DataONEorg / d1_cn_index_processor

The CN index processor component
0 stars 1 forks source link

Verify schema.org indexing compatibility with SOSO v1.2.0 #10

Closed gothub closed 3 years ago

gothub commented 3 years ago

Verify that the parsing performed by the JsonLdSubprocessor handles the guidance outlined in the v1.2.0 release:

One potential item:

gothub commented 3 years ago

When reviewing the v1.2.0 release, i see that funding and PROV info has yet to be included in the indexing.

@mbjones @datadavev should these two items be included now in the indexing?

Items to considering regarding inclusion of funding info:

So, should the items that could be added now (the first section of the list) be added to the index?

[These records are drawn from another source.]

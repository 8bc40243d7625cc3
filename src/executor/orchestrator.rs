//! Run orchestration
//!
//! Sets up the database strategy, dispatches every case to the worker
//! pool, tears the database down again and reports the failures.

use anyhow::{Context, Result};
use std::sync::Arc;
use tracing::{error, info};

use super::pool::WorkerPool;
use crate::cases::TestCase;
use crate::config::AppConfig;
use crate::database::{DatabaseBackend, DatabaseError, DatabaseManager, PsqlBackend};
use crate::models::{ConnectionDescriptor, DatabaseStrategy, RunReport};
use crate::output::{OutputFormat, Reporter};
use crate::utils::Timer;

/// Parameters of a single run
#[derive(Clone, Debug)]
pub struct RunOptions {
    pub workers: usize,
    pub strategy: DatabaseStrategy,
    pub databases: Vec<String>,
    pub database: Option<ConnectionDescriptor>,
    pub verbose: bool,
    pub format: OutputFormat,
    /// Arguments passed through to every case
    pub extra_args: Vec<String>,
}

impl RunOptions {
    pub fn from_config(config: &AppConfig, extra_args: Vec<String>) -> Self {
        Self {
            workers: config.processors,
            strategy: config.db_strategy,
            databases: config.databases.clone(),
            database: config.database.clone(),
            verbose: config.verbose,
            format: config.output_format(),
            extra_args,
        }
    }
}

impl Default for RunOptions {
    fn default() -> Self {
        Self::from_config(&AppConfig::default(), Vec::new())
    }
}

/// Drives one complete run
pub struct Orchestrator {
    options: RunOptions,
    backend: Arc<dyn DatabaseBackend>,
}

impl Orchestrator {
    pub fn new(options: RunOptions) -> Self {
        Self {
            options,
            backend: Arc::new(PsqlBackend::new()),
        }
    }

    pub fn with_backend(mut self, backend: Arc<dyn DatabaseBackend>) -> Self {
        self.backend = backend;
        self
    }

    /// Run every case, print the report and return it
    ///
    /// Teardown runs even when dispatch fails; the dispatch error is
    /// returned afterwards.
    pub async fn run(&self, cases: Vec<Box<dyn TestCase>>) -> Result<RunReport> {
        let timer = Timer::start("run");
        let manager = Arc::new(self.build_manager().await?);

        let setup = manager.clone();
        blocking(move || setup.setup())
            .await
            .context("Database setup failed")?;

        let pool = WorkerPool::new(self.options.workers)
            .with_extra_args(self.options.extra_args.clone());
        let dispatched = pool.run_all(cases, manager.clone()).await;

        let teardown = manager.clone();
        let torn_down = blocking(move || teardown.teardown()).await;

        let results = match (dispatched, torn_down) {
            (Err(e), torn_down) => {
                if let Err(teardown_err) = torn_down {
                    error!("Teardown after aborted run failed: {:#}", teardown_err);
                }
                return Err(e).context("Run aborted");
            }
            (Ok(_), Err(e)) => return Err(e).context("Database teardown failed"),
            (Ok(results), Ok(())) => results,
        };

        let report = RunReport::new(&results);
        info!(
            "Run completed in {}ms - {}/{} passed",
            timer.elapsed_ms(),
            report.passed,
            report.total
        );

        Reporter::new(self.options.format)
            .verbose(self.options.verbose)
            .report(&report)?;

        Ok(report)
    }

    async fn build_manager(&self) -> Result<DatabaseManager> {
        let Some(template) = self.options.database.clone() else {
            info!("No database configured. Skipping database setup.");
            return Ok(DatabaseManager::disabled(self.options.strategy));
        };

        let strategy = self.options.strategy;
        let databases = self.options.databases.clone();
        let backend = self.backend.clone();
        tokio::task::spawn_blocking(move || {
            DatabaseManager::new(strategy, databases, backend, template)
        })
        .await
        .context("Database probe task failed")
    }
}

/// Run a database lifecycle call off the async threads
async fn blocking<F>(f: F) -> Result<()>
where
    F: FnOnce() -> Result<(), DatabaseError> + Send + 'static,
{
    tokio::task::spawn_blocking(f)
        .await
        .context("Database task failed")??;
    Ok(())
}
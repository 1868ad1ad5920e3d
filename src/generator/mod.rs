//! Grid generation and the editor lifecycle
//!
//! This module contains:
//! - The generator that owns, builds, loads and saves a grid
//! - Fill order for procedural generation
//! - The editor mode state

/// Generator orchestration
pub mod engine;
/// Fill direction and cell ordering
pub mod fill;
/// Editor lifecycle state
pub mod mode;

pub use engine::{GeneratorSettings, GridGenerator};
pub use fill::FillDirection;
pub use mode::EditorMode;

mbjones commented 3 years ago

Thanks @gothub for the writeup. Overall, yes, I think those things should be included. As to the specific issues you raised:

gothub commented 3 years ago

@mbjones populating the field prov_wasDerivedFrom, prov_generatedByExecution, prov_generatedByProgram, prov_instanceOfClass (for provone:Data only) have been added to indexing (PR will be submitted soon). These fields make sense to me as they involve the SO:Dataset being indexed and have the Dataset id as the subject of these relationships.

It's not clear to me how to include prov:used relationships in a SO:Dataset description as there isn't an inverse relationship to include the SO:Dataset id as the subject. Here is a hypothetical example that would use this unavailable relationship:

{
...
  "@id": "http://lod.example-data-repository.org/id/dataset/3300",
  "url": "https://www.example-data-repository.org/dataset/3300",
  "@type": "Dataset",
...
  "prov:wasUsedBy": {
   "@id": "https://example.org/executions/execution-42",
   "@type": "provone:Execution",
   "prov:hadPlan": "https://somerepository.org/datasets/10.xxxx/Dataset-2.v2/process-script.R",
   }
}

Also, would we ever have a prov_instanceOfClass other than provone:Data? Could a SO:Dataset be anything else?

mbjones commented 3 years ago

I'm not following what the issue is, @gothub. Is it that we don't index the 'used' relationships at all? prov:used is the inverse property of prov:wasUsedBy, and so, either way, we can extract the relationship between an input dataset, the program that processed it, and the output dataset. Here's the full example we wrote for the SOSO guidelines:

{
  "@context": {
    "@vocab": "https://schema.org/",
    "prov": "http://www.w3.org/ns/prov#",
    "provone": "http://purl.dataone.org/provone/2015/01/15/ontology#"
  },
  "@id": "https://doi.org/10.xxxx/Dataset-2",
  "@type": "Dataset",
  "name": "Removal of organic carbon by natural bacterioplankton communities as a function of pCO2 from laboratory experiments between 2012 and 2016",
  "prov:wasDerivedFrom": { "@id": "https://doi.org/10.xxxx/Dataset-1" },
  "schema:isBasedOn": { "@id": "https://doi.org/10.xxxx/Dataset-1" },
  "prov:wasGeneratedBy": 
      {
        "@id": "https://example.org/executions/execution-42",
        "@type": "provone:Execution",
        "prov:hadPlan": "https://somerepository.org/datasets/10.xxxx/Dataset-2.v2/process-script.R",
        "prov:used": { "@id": "https://doi.org/10.xxxx/Dataset-1" }
      }
}

You should be able to extract that Dataset-2 was derived from Dataset-1, and that it was generated by execution-42, which used Dataset-1 and followed the program process-script.R. If there aren't fields for each of those relations in SOLR, maybe we should consider adding them. Can you clarify where the problem lies?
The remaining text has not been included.